Bathsheba was lonely and miserable now; not lonelier actually than she had been before her marriage; but her loneliness then was to that of the present time as the solitude of a mountain is to the solitude of a cave. And within the last day or two had come these disquieting thoughts about her husband's past. Her wayward sentiment that evening concerning Fanny's temporary resting-place had been the result of a strange complication of impulses in Bathsheba's bosom. Perhaps it would be more accurately described as a determined rebellion against her prejudices, a revulsion from a lower instinct of uncharitableness, which would have withheld all sympathy from the dead woman, because in life she had preceded Bathsheba in the attentions of a man whom Bathsheba had by no means ceased from loving, though her love was sick to death just now with the gravity of a further misgiving.

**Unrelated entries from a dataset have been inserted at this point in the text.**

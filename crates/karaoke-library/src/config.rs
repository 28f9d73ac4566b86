use std::path::{Path, PathBuf};

use bytesize::ByteSize;
use config::{Config, Environment, File, FileFormat};
use derive_builder::Builder;
use karaoke_catalog::CATALOG_RELATIVE_PATH;
use serde::{Deserialize, Serialize};

use crate::error::ConfigError;

/// Prefijo de las variables de entorno (`KARAOKE_BATCH_SIZE`, ...).
pub const ENV_PREFIX: &str = "KARAOKE";

/// Carpeta de salida por defecto, relativa a la de entrada.
pub const DEFAULT_OUTPUT_DIR: &str = "processed_karaoke";

/// Tope de trabajos de empaquetado simultáneos.
pub const MAX_WORKERS: usize = 1024;

/// De dónde salen las canciones.
#[derive(Debug, Clone, Copy, PartialEq, Eq, Default, Serialize, Deserialize)]
#[serde(rename_all = "snake_case")]
pub enum SourceKind {
    /// Catálogo si existe `Data/SONG.DBF`; si no, recorrido de carpetas.
    #[default]
    Auto,
    Catalog,
    Directory,
}

/// Cuándo se cierra un grupo respecto al lote que cruza el límite.
#[derive(Debug, Clone, Copy, PartialEq, Eq, Default, Serialize, Deserialize)]
#[serde(rename_all = "snake_case")]
pub enum GroupingPolicy {
    /// Si añadir el lote supera el límite, se cierra el grupo actual antes.
    /// Un lote más grande que el límite acaba solo en su propio grupo.
    #[default]
    SealBeforeAdd,
    /// Se añade el lote y se cierra el grupo cuando alcanza el límite.
    SealAfterAdd,
}

#[derive(Debug, Clone, Serialize, Deserialize, Builder)]
#[builder(setter(into, strip_option), default)]
#[serde(default)]
pub struct PackerConfig {
    pub input_dir: PathBuf,
    /// `None` → `<input_dir>/processed_karaoke`.
    pub output_dir: Option<PathBuf>,
    pub source: SourceKind,
    pub batch_size: usize,
    pub zip_size_limit: ByteSize,
    /// Agrupa los lotes en `karaoke_{g}.zip`. Si es `false` quedan los `{b}.zip` sueltos.
    pub create_zip_files: bool,
    pub grouping_policy: GroupingPolicy,
    /// Conserva los `{b}.zip` después de meterlos en un grupo.
    pub keep_batch_archives: bool,
    pub workers: usize,
    /// Registros por fichero de preview.
    pub chunk_size: usize,
    pub create_index_zip: bool,
}

impl Default for PackerConfig {
    fn default() -> Self {
        PackerConfig {
            input_dir: PathBuf::from("."),
            output_dir: None,
            source: SourceKind::Auto,
            batch_size: 100,
            zip_size_limit: ByteSize::mib(500),
            create_zip_files: true,
            grouping_policy: GroupingPolicy::SealBeforeAdd,
            keep_batch_archives: false,
            workers: default_workers(),
            chunk_size: 1000,
            create_index_zip: true,
        }
    }
}

fn default_workers() -> usize {
    num_cpus::get().saturating_mul(2).clamp(1, MAX_WORKERS)
}

impl PackerConfig {
    /// Carga un TOML (si existe) y encima las variables `KARAOKE_*`.
    pub fn from_file(path: impl AsRef<Path>) -> Result<Self, ConfigError> {
        let path = path.as_ref().to_string_lossy().into_owned();
        let cfg = Config::builder()
            .add_source(File::new(&path, FileFormat::Toml).required(false))
            .add_source(Environment::with_prefix(ENV_PREFIX).try_parsing(true))
            .build()
            .map_err(ConfigError::Parse)?;
        let pc = cfg
            .try_deserialize::<PackerConfig>()
            .map_err(ConfigError::Parse)?;
        Ok(pc)
    }

    pub fn output_dir(&self) -> PathBuf {
        self.output_dir
            .clone()
            .unwrap_or_else(|| self.input_dir.join(DEFAULT_OUTPUT_DIR))
    }

    pub fn catalog_path(&self) -> PathBuf {
        self.input_dir.join(CATALOG_RELATIVE_PATH)
    }

    /// Resuelve `Auto` según exista o no el catálogo.
    pub fn resolved_source(&self) -> SourceKind {
        match self.source {
            SourceKind::Auto if self.catalog_path().is_file() => SourceKind::Catalog,
            SourceKind::Auto => SourceKind::Directory,
            other => other,
        }
    }

    pub fn validate(&self) -> Result<(), ConfigError> {
        if self.batch_size == 0 {
            return Err(ConfigError::BatchSize);
        }
        if self.zip_size_limit.as_u64() == 0 {
            return Err(ConfigError::ZipSizeLimit);
        }
        if self.chunk_size == 0 {
            return Err(ConfigError::ChunkSize);
        }
        if self.workers == 0 || self.workers > MAX_WORKERS {
            return Err(ConfigError::Workers);
        }
        if !self.input_dir.is_dir() {
            return Err(ConfigError::MissingInput(self.input_dir.clone()));
        }
        if self.source == SourceKind::Catalog && !self.catalog_path().is_file() {
            return Err(ConfigError::MissingCatalog(self.catalog_path()));
        }
        Ok(())
    }
}
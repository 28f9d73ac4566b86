//! Lector del catálogo de canciones (`Data/SONG.DBF`) de las colecciones karaoke antiguas.

mod dbf;
mod error;
mod text;

pub use dbf::{CatalogRecord, DbfField, DbfTable, Records};
pub use error::Error;
pub use text::decode_field;

use karaoke_core::SongMetadata;

/// Ruta relativa del catálogo dentro de la carpeta de entrada.
pub const CATALOG_RELATIVE_PATH: &str = "Data/SONG.DBF";

impl CatalogRecord {
    /// Metadatos de búsqueda del registro. `TYPE` vale `MIDI` si la columna no existe.
    pub fn metadata(&self) -> SongMetadata {
        let field = |name: &str| self.get(name).unwrap_or_default().to_string();
        SongMetadata {
            title: field("TITLE"),
            artist: field("ARTIST"),
            author: field("AUTHOR"),
            lyric_title: field("LYR_TITLE"),
            code: field("CODE"),
            track_type: self.get("TYPE").unwrap_or("MIDI").to_string(),
            sub_type: field("SUB_TYPE"),
        }
    }
}
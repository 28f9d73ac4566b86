//! Crate `karaoke_paths`: rutas de la app, estructura de la carpeta de salida y locks

mod errors;
pub mod fs_utils;
mod layout;
mod paths;

pub use errors::Error;
pub use layout::{
    CHUNK_DIR, DATA_DIR, INDEX_ARCHIVE_FILE, MASTER_INDEX_FILE, OutputLayout, OutputLock,
    batch_archive_name, chunk_file_name, group_archive_name,
};
pub use paths::{AppPaths, ENV_BASE_DIR};
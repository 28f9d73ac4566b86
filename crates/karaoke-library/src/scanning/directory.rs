use std::{
    collections::BTreeMap,
    ffi::OsStr,
    fs,
    path::{Path, PathBuf},
};

use karaoke_core::{SongFiles, SongMetadata};
use tracing::warn;
use walkdir::WalkDir;

use super::{Candidate, SkipReason, SongSource};

/// Colección plana: cada carpeta se agrupa por nombre base (`X.mid`, `X.lyr`,
/// `X.cur`, `X.emk`). Carpetas y ficheros se recorren ordenados por nombre.
pub struct DirectorySource {
    root: PathBuf,
    exclude: Vec<PathBuf>,
}

#[derive(Default)]
struct StemFiles {
    mid: Option<PathBuf>,
    lyr: Option<PathBuf>,
    cur: Option<PathBuf>,
    emk: Option<PathBuf>,
}

impl DirectorySource {
    pub fn new(root: impl Into<PathBuf>) -> Self {
        Self {
            root: root.into(),
            exclude: Vec::new(),
        }
    }

    /// Excluye una carpeta del recorrido (p. ej. la salida si cuelga de la entrada).
    pub fn exclude(mut self, path: impl Into<PathBuf>) -> Self {
        self.exclude.push(path.into());
        self
    }

    fn is_excluded(&self, path: &Path) -> bool {
        self.exclude.iter().any(|e| path.starts_with(e))
    }
}

impl SongSource for DirectorySource {
    fn candidates(&self) -> Box<dyn Iterator<Item = Candidate> + Send + '_> {
        let dirs = WalkDir::new(&self.root)
            .sort_by_file_name()
            .into_iter()
            .filter_entry(|e| !self.is_excluded(e.path()))
            .filter_map(|entry| match entry {
                Ok(e) if e.file_type().is_dir() => Some(e.into_path()),
                Ok(_) => None,
                Err(e) => {
                    warn!(error = %e, "skipping unreadable entry");
                    None
                }
            });

        Box::new(dirs.flat_map(|dir| classify_dir(&dir)))
    }
}

fn classify_dir(dir: &Path) -> Vec<Candidate> {
    let entries = match fs::read_dir(dir) {
        Ok(entries) => entries,
        Err(e) => {
            warn!(dir = %dir.display(), error = %e, "cannot list folder");
            return Vec::new();
        }
    };

    let mut stems: BTreeMap<String, StemFiles> = BTreeMap::new();
    for entry in entries.flatten() {
        let path = entry.path();
        if !path.is_file() {
            continue;
        }
        let Some(ext) = path.extension().and_then(OsStr::to_str).map(str::to_ascii_lowercase) else {
            continue;
        };
        let Some(stem) = path.file_stem().and_then(OsStr::to_str).map(str::to_owned) else {
            continue;
        };

        let slot = match ext.as_str() {
            "mid" => &mut stems.entry(stem).or_default().mid,
            "lyr" => &mut stems.entry(stem).or_default().lyr,
            "cur" => &mut stems.entry(stem).or_default().cur,
            "emk" => &mut stems.entry(stem).or_default().emk,
            _ => continue,
        };
        *slot = Some(path);
    }

    stems
        .into_iter()
        .flat_map(|(stem, files)| classify_stem(dir, stem, files))
        .collect()
}

/// Un NCN completo gana; si además hay `.emk` se informa como omitido.
fn classify_stem(dir: &Path, stem: String, files: StemFiles) -> Vec<Candidate> {
    let metadata = SongMetadata {
        title: stem.clone(),
        code: stem.clone(),
        ..Default::default()
    };

    match files {
        StemFiles {
            mid: Some(mid),
            lyr: Some(lyr),
            cur: Some(cur),
            emk,
        } => {
            let mut out = vec![Candidate::Complete {
                files: SongFiles::Ncn { mid, lyr, cur },
                metadata,
            }];
            if let Some(emk) = emk {
                out.push(Candidate::Incomplete {
                    label: emk.display().to_string(),
                    reason: SkipReason::ShadowedByNcn,
                });
            }
            out
        }
        StemFiles { emk: Some(emk), .. } => vec![Candidate::Complete {
            files: SongFiles::Emk { emk },
            metadata,
        }],
        StemFiles { mid, lyr, cur, .. } => {
            let missing = [(mid.is_none(), "mid"), (lyr.is_none(), "lyr"), (cur.is_none(), "cur")]
                .into_iter()
                .filter_map(|(gone, ext)| gone.then_some(ext))
                .collect();
            vec![Candidate::Incomplete {
                label: dir.join(stem).display().to_string(),
                reason: SkipReason::MissingFiles(missing),
            }]
        }
    }
}

#[cfg(test)]
mod tests {
    use super::*;
    use karaoke_core::SongKind;
    use tempfile::tempdir;

    fn touch(dir: &Path, name: &str) {
        fs::create_dir_all(dir).unwrap();
        fs::write(dir.join(name), name.as_bytes()).unwrap();
    }

    #[test]
    fn groups_by_stem_in_name_order() {
        let tmp = tempdir().unwrap();
        let root = tmp.path();
        for ext in ["mid", "lyr", "cur"] {
            touch(root, &format!("b.{ext}"));
        }
        touch(root, "a.EMK");
        touch(root, "c.mid");
        touch(root, "c.lyr");
        touch(root, "notes.txt");
        touch(&root.join("sub"), "d.emk");

        let source = DirectorySource::new(root);
        let got: Vec<_> = source
            .candidates()
            .map(|c| match c {
                Candidate::Complete { files, metadata } => (metadata.code, Some(files.kind())),
                Candidate::Incomplete { label, .. } => (label, None),
            })
            .collect();

        assert_eq!(got.len(), 4);
        assert_eq!(got[0], ("a".to_string(), Some(SongKind::Emk)));
        assert_eq!(got[1], ("b".to_string(), Some(SongKind::Ncn)));
        assert_eq!(got[2].1, None);
        assert!(got[2].0.ends_with("c"));
        assert_eq!(got[3], ("d".to_string(), Some(SongKind::Emk)));
    }

    #[test]
    fn ncn_wins_over_emk_and_reports_missing() {
        let tmp = tempdir().unwrap();
        for name in ["x.mid", "x.lyr", "x.cur", "x.emk", "y.mid"] {
            touch(tmp.path(), name);
        }

        let got: Vec<_> = DirectorySource::new(tmp.path()).candidates().collect();
        match &got[0] {
            Candidate::Complete { files, .. } => assert_eq!(files.kind(), SongKind::Ncn),
            other => panic!("Esperaba NCN, obtuve {other:?}"),
        }
        match &got[1] {
            Candidate::Incomplete { label, reason } => {
                assert_eq!(reason, &SkipReason::ShadowedByNcn);
                assert!(label.ends_with("x.emk"));
            }
            other => panic!("Esperaba el .emk omitido, obtuve {other:?}"),
        }
        match &got[2] {
            Candidate::Incomplete { reason, .. } => {
                assert_eq!(reason, &SkipReason::MissingFiles(vec!["lyr", "cur"]))
            }
            other => panic!("Esperaba Incomplete, obtuve {other:?}"),
        }
        assert_eq!(got.len(), 3);
    }

    #[test]
    fn excluded_folder_is_not_walked() {
        let tmp = tempdir().unwrap();
        touch(tmp.path(), "keep.emk");
        touch(&tmp.path().join("processed_karaoke"), "0.emk");

        let source = DirectorySource::new(tmp.path()).exclude(tmp.path().join("processed_karaoke"));
        assert_eq!(source.candidates().count(), 1);
    }
}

In five or ten minutes there was another tap at the door. Liddy reappeared, and coming in a little way stood hesitating, until at length she said, "Maryann has just heard something very strange, but I know it isn't true. And we shall be sure to know the rights of it in a day or two."

"What is it?"

"Oh, nothing connected with you or us, ma'am. It is about Fanny. That same thing you have heard."

"I have heard nothing."

"I mean that a wicked story is got to Weatherbury within this last hour--that--" Liddy came close to her mistress and whispered the remainder of the sentence slowly into her ear, inclining her head as she spoke in the direction of the room where Fanny lay.

Bathsheba trembled from head to foot.

"I don't believe it!" she said, excitedly. "And there's only one name written on the coffin-cover."

"Nor I, ma'am. And a good many others don't; for we should surely have been told more about it if it had been true--don't you think so, ma'am?"